> Instructions to follow
Copy all the lines below without altering anything.

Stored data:
..........

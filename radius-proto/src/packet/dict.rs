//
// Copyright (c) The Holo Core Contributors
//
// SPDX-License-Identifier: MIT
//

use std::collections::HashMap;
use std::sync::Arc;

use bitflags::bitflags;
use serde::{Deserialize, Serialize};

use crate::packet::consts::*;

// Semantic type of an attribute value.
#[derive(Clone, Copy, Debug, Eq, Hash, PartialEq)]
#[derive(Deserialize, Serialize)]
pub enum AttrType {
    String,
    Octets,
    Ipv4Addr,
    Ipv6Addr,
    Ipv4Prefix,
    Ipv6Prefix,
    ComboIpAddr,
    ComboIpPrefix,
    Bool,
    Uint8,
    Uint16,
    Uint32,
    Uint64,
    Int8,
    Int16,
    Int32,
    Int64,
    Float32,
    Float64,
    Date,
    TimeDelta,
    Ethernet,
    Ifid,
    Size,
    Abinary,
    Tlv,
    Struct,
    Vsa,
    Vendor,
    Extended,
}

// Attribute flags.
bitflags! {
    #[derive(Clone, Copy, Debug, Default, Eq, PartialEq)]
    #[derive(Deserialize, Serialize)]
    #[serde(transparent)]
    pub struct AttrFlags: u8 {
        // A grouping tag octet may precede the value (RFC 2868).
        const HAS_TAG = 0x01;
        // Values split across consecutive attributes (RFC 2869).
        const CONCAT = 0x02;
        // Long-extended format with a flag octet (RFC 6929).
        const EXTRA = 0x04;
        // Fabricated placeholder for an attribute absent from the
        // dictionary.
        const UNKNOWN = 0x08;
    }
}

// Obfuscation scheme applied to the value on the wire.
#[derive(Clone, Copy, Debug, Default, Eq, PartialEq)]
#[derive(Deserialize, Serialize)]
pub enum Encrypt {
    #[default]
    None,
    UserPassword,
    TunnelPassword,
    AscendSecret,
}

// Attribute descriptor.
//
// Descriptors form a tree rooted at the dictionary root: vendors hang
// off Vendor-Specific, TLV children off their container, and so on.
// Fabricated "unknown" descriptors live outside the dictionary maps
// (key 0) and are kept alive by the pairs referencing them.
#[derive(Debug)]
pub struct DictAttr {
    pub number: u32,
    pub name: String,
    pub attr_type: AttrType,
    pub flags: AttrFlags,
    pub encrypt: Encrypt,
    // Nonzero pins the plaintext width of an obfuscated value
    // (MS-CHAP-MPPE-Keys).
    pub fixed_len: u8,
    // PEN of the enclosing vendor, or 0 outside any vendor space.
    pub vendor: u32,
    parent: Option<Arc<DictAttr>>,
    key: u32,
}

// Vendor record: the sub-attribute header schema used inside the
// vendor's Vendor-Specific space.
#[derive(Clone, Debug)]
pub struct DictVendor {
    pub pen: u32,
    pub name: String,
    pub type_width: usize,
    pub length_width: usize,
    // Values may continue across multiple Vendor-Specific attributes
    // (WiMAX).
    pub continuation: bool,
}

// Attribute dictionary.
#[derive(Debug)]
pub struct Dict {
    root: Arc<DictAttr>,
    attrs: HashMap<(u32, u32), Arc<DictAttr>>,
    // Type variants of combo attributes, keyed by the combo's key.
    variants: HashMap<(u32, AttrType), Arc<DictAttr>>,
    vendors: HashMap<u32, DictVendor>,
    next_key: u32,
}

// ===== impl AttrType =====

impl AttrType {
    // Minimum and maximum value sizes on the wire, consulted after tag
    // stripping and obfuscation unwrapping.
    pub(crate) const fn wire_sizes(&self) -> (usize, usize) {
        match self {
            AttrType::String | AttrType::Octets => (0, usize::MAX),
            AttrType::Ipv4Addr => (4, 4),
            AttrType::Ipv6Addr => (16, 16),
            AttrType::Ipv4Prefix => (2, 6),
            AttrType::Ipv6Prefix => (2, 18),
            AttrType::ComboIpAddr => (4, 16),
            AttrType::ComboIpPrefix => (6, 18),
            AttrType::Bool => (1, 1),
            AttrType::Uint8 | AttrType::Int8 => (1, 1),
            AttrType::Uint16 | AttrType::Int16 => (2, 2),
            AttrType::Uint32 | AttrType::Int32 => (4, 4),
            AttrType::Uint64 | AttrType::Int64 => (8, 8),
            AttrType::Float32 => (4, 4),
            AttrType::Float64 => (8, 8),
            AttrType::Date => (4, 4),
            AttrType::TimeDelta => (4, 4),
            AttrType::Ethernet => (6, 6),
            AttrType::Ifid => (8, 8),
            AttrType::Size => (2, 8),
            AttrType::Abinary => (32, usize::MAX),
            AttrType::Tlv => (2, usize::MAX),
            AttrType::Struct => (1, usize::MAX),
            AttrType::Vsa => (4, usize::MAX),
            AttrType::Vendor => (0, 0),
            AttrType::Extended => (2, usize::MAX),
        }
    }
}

..........

> Solution to the problem
filename radius-proto/src/packet/dict.rs
//
// Copyright (c) The Holo Core Contributors
//
// SPDX-License-Identifier: MIT
//

use std::collections::HashMap;
use std::sync::Arc;

use bitflags::bitflags;
use serde::{Deserialize, Serialize};

use crate::packet::consts::*;

// Semantic type of an attribute value.
#[derive(Clone, Copy, Debug, Eq, Hash, PartialEq)]
#[derive(Deserialize, Serialize)]
pub enum AttrType {
    String,
    Octets,
    Ipv4Addr,
    Ipv6Addr,
    Ipv4Prefix,
    Ipv6Prefix,
    ComboIpAddr,
    ComboIpPrefix,
    Bool,
    Uint8,
    Uint16,
    Uint32,
    Uint64,
    Int8,
    Int16,
    Int32,
    Int64,
    Float32,
    Float64,
    Date,
    TimeDelta,
    Ethernet,
    Ifid,
    Size,
    Abinary,
    Tlv,
    Struct,
    Vsa,
    Vendor,
    Extended,
}

// Attribute flags.
bitflags! {
    #[derive(Clone, Copy, Debug, Default, Eq, PartialEq)]
    #[derive(Deserialize, Serialize)]
    #[serde(transparent)]
    pub struct AttrFlags: u8 {
        // A grouping tag octet may precede the value (RFC 2868).
        const HAS_TAG = 0x01;
        // Values split across consecutive attributes (RFC 2869).
        const CONCAT = 0x02;
        // Long-extended format with a flag octet (RFC 6929).
        const EXTRA = 0x04;
        // Fabricated placeholder for an attribute absent from the
        // dictionary.
        const UNKNOWN = 0x08;
    }
}

// Obfuscation scheme applied to the value on the wire.
#[derive(Clone, Copy, Debug, Default, Eq, PartialEq)]
#[derive(Deserialize, Serialize)]
pub enum Encrypt {
    #[default]
    None,
    UserPassword,
    TunnelPassword,
    AscendSecret,
}

// Attribute descriptor.
//
// Descriptors form a tree rooted at the dictionary root: vendors hang
// off Vendor-Specific, TLV children off their container, and so on.
// Fabricated "unknown" descriptors live outside the dictionary maps
// (key 0) and are kept alive by the pairs referencing them.
#[derive(Debug)]
pub struct DictAttr {
    pub number: u32,
    pub name: String,
    pub attr_type: AttrType,
    pub flags: AttrFlags,
    pub encrypt: Encrypt,
    // Nonzero pins the plaintext width of an obfuscated value
    // (MS-CHAP-MPPE-Keys).
    pub fixed_len: u8,
    // PEN of the enclosing vendor, or 0 outside any vendor space.
    pub vendor: u32,
    parent: Option<Arc<DictAttr>>,
    key: u32,
}

// Vendor record: the sub-attribute header schema used inside the
// vendor's Vendor-Specific space.
#[derive(Clone, Debug)]
pub struct DictVendor {
    pub pen: u32,
    pub name: String,
    pub type_width: usize,
    pub length_width: usize,
    // Values may continue across multiple Vendor-Specific attributes
    // (WiMAX).
    pub continuation: bool,
}

// Attribute dictionary.
#[derive(Debug)]
pub struct Dict {
    root: Arc<DictAttr>,
    attrs: HashMap<(u32, u32), Arc<DictAttr>>,
    // Type variants of combo attributes, keyed by the combo's key.
    variants: HashMap<(u32, AttrType), Arc<DictAttr>>,
    vendors: HashMap<u32, DictVendor>,
    next_key: u32,
}

// ===== impl AttrType =====

impl AttrType {
    // Minimum and maximum value sizes on the wire, consulted after tag
    // stripping and obfuscation unwrapping.
    pub(crate) const fn wire_sizes(&self) -> (usize, usize) {
        match self {
            AttrType::String | AttrType::Octets => (0, usize::MAX),
            AttrType::Ipv4Addr => (4, 4),
            AttrType::Ipv6Addr => (16, 16),
            AttrType::Ipv4Prefix => (2, 6),
            AttrType::Ipv6Prefix => (2, 18),
            AttrType::ComboIpAddr => (4, 16),
            AttrType::ComboIpPrefix => (6, 18),
            AttrType::Bool => (1, 1),
            AttrType::Uint8 | AttrType::Int8 => (1, 1),
            AttrType::Uint16 | AttrType::Int16 => (2, 2),
            AttrType::Uint32 | AttrType::Int32 => (4, 4),
            AttrType::Uint64 | AttrType::Int64 => (8, 8),
            AttrType::Float32 => (4, 4),
            AttrType::Float64 => (8, 8),
            AttrType::Date => (4, 4),
            AttrType::TimeDelta => (4, 4),
            AttrType::Ethernet => (6, 6),
            AttrType::Ifid => (8, 8),
            AttrType::Size => (2, 8),
            AttrType::Abinary => (32, usize::MAX),
            AttrType::Tlv => (2, usize::MAX),
            AttrType::Struct => (1, usize::MAX),
            AttrType::Vsa => (4, usize::MAX),
            AttrType::Vendor => (0, 0),
            AttrType::Extended => (2, usize::MAX),
        }
    }
}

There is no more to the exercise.